Ralph la miró y sacudió la cabeza, y en el silencio que siguió Michael se volvió hacia mí con la barbilla temblándole de terror ante la inesperada naturaleza de las emociones que lo rodeaban. Llevaba una camiseta de fútbol, con los colores de su equipo favorito, y se me ocurrió que lo llevaría a ver un partido cualquier día, si el tiempo lo permitía. Ese niño necesitaría saber que todos lo queríamos. Que nuestra familia quedaba definida por aquellos a los que habíamos perdido.

«Por favor, señor Yáchmenev», había dicho ella, y finalmente accedí a acompañar a la mujer que me había estado observando en la biblioteca. Fuimos a Russell Square, donde nos sentamos en un banco, incómodos, uno junto al otro. Me resultó extraño compartir un espacio tan íntimo con una mujer que no fuera mi esposa. Tuve deseos de salir corriendo, de no formar parte de aquella escena, pero había accedido a escucharla y no faltaría a mi palabra.

– No trato de comparar mi sufrimiento con el suyo -dijo ella entonces, eligiendo con cautela las palabras-. Comprendo que son completamente distintos. Pero, por favor, señor Yáchmenev, debe creerme cuando le digo que lo lamento muchísimo. No creo tener palabras suficientes para expresar el remordimiento que siento.

Me satisfizo la actividad que nos rodeaba, pues el murmullo de las conversaciones y el ruido me permitieron no prestarle toda mi atención. De hecho, mientras ella hablaba, yo escuchaba a medias a una pareja sentada a unos tres metros de nosotros, inmersa en un acalorado debate sobre la naturaleza de su relación, que, por lo que me pareció, era inestable.

– La policía me dijo que no debía establecer contacto con ustedes -continuó la señora Elliott, pues así se llamaba la mujer que había atropellado y matado a mi hija en Albert Bridge Road varios meses antes-. Pero tenía que hacerlo. Sencillamente, no me pareció correcto no decir nada. Sentí que debía encontrarlos y hablar con ustedes dos para disculparme de algún modo. Confío en no haber hecho mal. Desde luego, no quiero ponerles las cosas más difíciles de lo que ya son.

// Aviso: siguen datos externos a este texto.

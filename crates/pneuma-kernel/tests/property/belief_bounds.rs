//! Property tests: belief stays in the unit cube and entropy is monotone.

use pneuma_kernel::inference::{entropy, update};
use pneuma_types::{Belief, Interaction, Observation, Visibility};
use proptest::prelude::*;

// ---------------------------------------------------------------------------
// Helpers
// ---------------------------------------------------------------------------

fn arb_unit() -> impl Strategy<Value = f64> {
    0.0f64..=1.0
}

fn arb_belief() -> impl Strategy<Value = Belief> {
    (arb_unit(), arb_unit(), arb_unit()).prop_map(|(a, t, r)| Belief::new(a, t, r))
}

fn arb_observation() -> impl Strategy<Value = Observation> {
    (
        0.0f64..5.0,
        prop_oneof![Just(Visibility::Visible), Just(Visibility::Hidden)],
        prop_oneof![
            Just(None),
            Just(Some(Interaction::Pause)),
            Just(Some(Interaction::Resume)),
            Just(Some(Interaction::Touch)),
        ],
    )
        .prop_map(|(dt, visibility, interaction)| Observation {
            timestamp: 0,
            delta_time: dt,
            visibility,
            interaction,
        })
}

// ---------------------------------------------------------------------------
// Property Tests
// ---------------------------------------------------------------------------

proptest! {
    /// Any single update keeps every component in [0, 1].
    #[test]
    fn update_stays_bounded(
        belief in arb_belief(),
        obs in arb_observation(),
        running in any::<bool>(),
    ) {
        let next = update(belief, &obs, running);
        prop_assert!(next.is_bounded(), "out of bounds: {:?}", next);
    }

    /// Long chains of updates never escape the bounds either.
    #[test]
    fn chained_updates_stay_bounded(
        belief in arb_belief(),
        steps in prop::collection::vec((arb_observation(), any::<bool>()), 1..100),
    ) {
        let mut b = belief;
        for (obs, running) in &steps {
            b = update(b, obs, *running);
            prop_assert!(b.is_bounded());
        }
    }

    /// Entropy never decreases as arousal increases.
    #[test]
    fn entropy_non_decreasing_in_arousal(
        a1 in arb_unit(),
        a2 in arb_unit(),
        attention in arb_unit(),
        rhythm in arb_unit(),
    ) {
        let (lo, hi) = if a1 <= a2 { (a1, a2) } else { (a2, a1) };
        let e_lo = entropy(&Belief::new(lo, attention, rhythm));
        let e_hi = entropy(&Belief::new(hi, attention, rhythm));
        prop_assert!(e_lo <= e_hi);
    }

    /// Entropy never increases as rhythm alignment increases.
    #[test]
    fn entropy_non_increasing_in_rhythm(
        arousal in arb_unit(),
        attention in arb_unit(),
        r1 in arb_unit(),
        r2 in arb_unit(),
    ) {
        let (lo, hi) = if r1 <= r2 { (r1, r2) } else { (r2, r1) };
        let e_lo = entropy(&Belief::new(arousal, attention, lo));
        let e_hi = entropy(&Belief::new(arousal, attention, hi));
        prop_assert!(e_hi <= e_lo);
    }

    /// Rhythm can suppress at most 80 % of arousal.
    #[test]
    fn entropy_keeps_residual(arousal in arb_unit(), rhythm in arb_unit()) {
        let e = entropy(&Belief::new(arousal, 0.5, rhythm));
        prop_assert!(e >= arousal * 0.2 - 1e-12);
        prop_assert!(e <= arousal + 1e-12);
    }
}
//! End-to-end test: autonomous safety interventions raised during ticks.

use pneuma_kernel::{Kernel, PatternCatalog, SafetyAction, SessionEvent};
use pneuma_types::{SessionStatus, TrustRecord, TrustRegistry, Visibility};

fn started(pattern: &str) -> Kernel {
    let mut kernel = Kernel::boot(PatternCatalog::builtin(), 0).unwrap();
    kernel
        .dispatch(SessionEvent::LoadProtocol {
            pattern_id: pattern.into(),
            timestamp: 1,
        })
        .unwrap();
    kernel
        .dispatch(SessionEvent::StartSession { timestamp: 2 })
        .unwrap();
    kernel
}

fn tick(kernel: &mut Kernel, dt: f64) {
    kernel
        .dispatch(SessionEvent::Tick { dt, timestamp: 3 })
        .unwrap();
}

fn low_trust(pattern: &str) -> TrustRegistry {
    TrustRegistry::new().with_record(pattern, TrustRecord::new(0.1).unwrap())
}

#[test]
fn low_trust_pattern_halts_once_entropy_is_high() {
    let mut kernel = started("box");
    kernel.set_visibility(Visibility::Hidden);

    while kernel.state().state.entropy <= 0.8 {
        tick(&mut kernel, 0.25);
        assert_eq!(kernel.state().state.status, SessionStatus::Running);
    }

    kernel.set_safety_registry(low_trust("box"));
    tick(&mut kernel, 0.25);

    let state = &kernel.state().state;
    assert_eq!(state.status, SessionStatus::SafetyLock);
    match &kernel.log().last().unwrap().event {
        SessionEvent::SafetyIntervention {
            risk_level, action, ..
        } => {
            assert_eq!(*action, SafetyAction::HaltPreventative);
            assert_eq!(*risk_level, 0.9);
        }
        other => panic!("expected safety intervention, got {:?}", other),
    }
    assert_eq!(kernel.metrics().interventions, 1);
}

#[test]
fn high_resonance_record_does_not_halt() {
    let mut kernel = started("box");
    kernel.set_safety_registry(TrustRegistry::new().with_record("box", TrustRecord::new(0.9).unwrap()));
    kernel.set_visibility(Visibility::Hidden);
    for _ in 0..12 {
        tick(&mut kernel, 0.5);
    }
    assert!(kernel.state().state.entropy > 0.8);
    assert_eq!(kernel.state().state.status, SessionStatus::Running);
}

#[test]
fn guarded_pattern_watchdog_forces_cooldown_after_thirty_cycles() {
    let mut kernel = started("energize");
    kernel.set_visibility(Visibility::Hidden);

    // Energize is 2-0-2-0: one cycle every eight half-second ticks.
    for _ in 0..(8 * 30) {
        tick(&mut kernel, 0.5);
    }
    let state = kernel.state().state.clone();
    assert_eq!(state.cycle_count, 30);
    assert_eq!(state.status, SessionStatus::Running);
    assert!(state.belief.arousal > 0.9);

    for _ in 0..8 {
        tick(&mut kernel, 0.5);
    }
    assert_eq!(kernel.state().state.status, SessionStatus::SafetyLock);

    let tail: Vec<_> = kernel.log().entries().iter().rev().take(2).map(|e| e.event.clone()).collect();
    assert_eq!(tail[1], SessionEvent::CycleComplete { count: 31, timestamp: 3 });
    assert!(matches!(
        tail[0],
        SessionEvent::SafetyIntervention {
            action: SafetyAction::CooldownForced,
            ..
        }
    ));
}

#[test]
fn lock_clears_only_through_load_or_halt() {
    let mut kernel = started("box");
    kernel
        .dispatch(SessionEvent::SafetyIntervention {
            risk_level: 0.8,
            action: SafetyAction::CooldownForced,
            timestamp: 4,
        })
        .unwrap();

    kernel.set_visibility(Visibility::Visible);
    for _ in 0..5 {
        tick(&mut kernel, 0.5);
    }
    assert_eq!(kernel.state().state.status, SessionStatus::SafetyLock);

    kernel
        .dispatch(SessionEvent::Halt {
            reason: "acknowledged".into(),
            timestamp: 5,
        })
        .unwrap();
    assert_eq!(kernel.state().state.status, SessionStatus::Idle);
}
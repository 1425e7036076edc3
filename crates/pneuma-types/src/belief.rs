use serde::{Deserialize, Serialize};

/// Clamp to the unit interval. NaN collapses to 0.
pub fn clamp01(value: f64) -> f64 {
    if value.is_nan() {
        return 0.0;
    }
    value.clamp(0.0, 1.0)
}

/// The kernel's simulated internal state.
///
/// All three components live in [0, 1]. Owned exclusively by the kernel;
/// everything else sees copies inside snapshots.
#[derive(Clone, Copy, Debug, PartialEq, Serialize, Deserialize)]
#[serde(rename_all = "camelCase")]
pub struct Belief {
    pub arousal: f64,
    pub attention: f64,
    pub rhythm_alignment: f64,
}

impl Belief {
    pub fn new(arousal: f64, attention: f64, rhythm_alignment: f64) -> Self {
        Self {
            arousal,
            attention,
            rhythm_alignment,
        }
        .clamped()
    }

    /// Copy with every component clamped to [0, 1].
    pub fn clamped(self) -> Self {
        Self {
            arousal: clamp01(self.arousal),
            attention: clamp01(self.attention),
            rhythm_alignment: clamp01(self.rhythm_alignment),
        }
    }

    pub fn is_bounded(&self) -> bool {
        [self.arousal, self.attention, self.rhythm_alignment]
            .iter()
            .all(|v| (0.0..=1.0).contains(v))
    }
}

impl Default for Belief {
    /// Neutral starting point: moderate arousal and attention, no rhythm yet.
    fn default() -> Self {
        Self {
            arousal: 0.5,
            attention: 0.5,
            rhythm_alignment: 0.0,
        }
    }
}
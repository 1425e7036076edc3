use serde::{Deserialize, Serialize};

use crate::Millis;

/// Host visibility state.
#[derive(Clone, Copy, Debug, Default, PartialEq, Eq, Serialize, Deserialize)]
#[serde(rename_all = "lowercase")]
pub enum Visibility {
    #[default]
    Visible,
    Hidden,
}

/// User interaction tag attached to an observation.
#[derive(Clone, Copy, Debug, PartialEq, Eq, Serialize, Deserialize)]
#[serde(rename_all = "lowercase")]
pub enum Interaction {
    Pause,
    Resume,
    Touch,
}

/// Point-in-time input to the inference model, built fresh on every tick.
#[derive(Clone, Copy, Debug, PartialEq, Serialize, Deserialize)]
#[serde(rename_all = "camelCase")]
pub struct Observation {
    pub timestamp: Millis,
    /// Seconds since the previous tick.
    pub delta_time: f64,
    pub visibility: Visibility,
    pub interaction: Option<Interaction>,
}

impl Observation {
    /// Hidden host or an explicit pause both count as an interruption.
    pub fn is_interrupted(&self) -> bool {
        self.visibility == Visibility::Hidden || self.interaction == Some(Interaction::Pause)
    }
}
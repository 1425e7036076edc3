use std::collections::VecDeque;

use serde::{Deserialize, Serialize};

/// Counters kept by the kernel across its lifetime.
#[derive(Clone, Debug, Default, Serialize, Deserialize)]
pub struct SessionMetrics {
    /// Ticks reduced, in any status.
    pub ticks_applied: u64,
    /// Commands that were logged but left the state unchanged.
    pub commands_ignored: u64,
    pub phase_transitions: u64,
    pub cycles_completed: u64,
    pub interventions: u64,
    pub peak_entropy: f64,
    /// Entropy after each tick (last N values).
    pub entropy_history: VecDeque<f64>,
    max_history: usize,
}

impl SessionMetrics {
    pub fn new(max_history: usize) -> Self {
        Self {
            max_history,
            ..Default::default()
        }
    }

    pub fn record_tick(&mut self, entropy: f64) {
        self.ticks_applied += 1;
        self.peak_entropy = self.peak_entropy.max(entropy);
        if self.max_history == 0 {
            return;
        }
        if self.entropy_history.len() == self.max_history {
            self.entropy_history.pop_front();
        }
        self.entropy_history.push_back(entropy);
    }

    pub fn record_ignored(&mut self) {
        self.commands_ignored += 1;
    }

    pub fn record_transition(&mut self) {
        self.phase_transitions += 1;
    }

    pub fn record_cycle(&mut self) {
        self.cycles_completed += 1;
    }

    pub fn record_intervention(&mut self) {
        self.interventions += 1;
    }

    pub fn avg_entropy(&self) -> f64 {
        if self.entropy_history.is_empty() {
            return 0.0;
        }
        self.entropy_history.iter().sum::<f64>() / self.entropy_history.len() as f64
    }
}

– ¿Hablar con los dos? -pregunté, fijándome en esas palabras en concreto; me volví hacia ella, frunciendo el entrecejo-. No la comprendo.

– Con usted y con su esposa, quiero decir.

– Pero aquí sólo estoy yo. Ha venido a verme a mí.

– Sí, pensaba que sería mejor así -repuso mirándose las manos.

Advertí que estaba nerviosa por la forma en que retorcía sin cesar un par de guantes, lo que me recordó a David Frasier la noche en que se plantó ante nuestra puerta presa de la ansiedad. Era obvio que se trataba de unos guantes caros. El abrigo también lo era, de la mejor calidad. Me pregunté quién sería esa mujer, cómo habría llegado a tener dinero. Si lo habría ganado, heredado, obtenido con su matrimonio. La policía, por supuesto, había estado dispuesta a contarme lo que yo quisiera saber, y creo que les sorprendió que no quisiera saber nada. Yo necesitaba no saber nada. ¿Para qué habría servido? Arina seguiría muerta. Eso ya no se podía cambiar.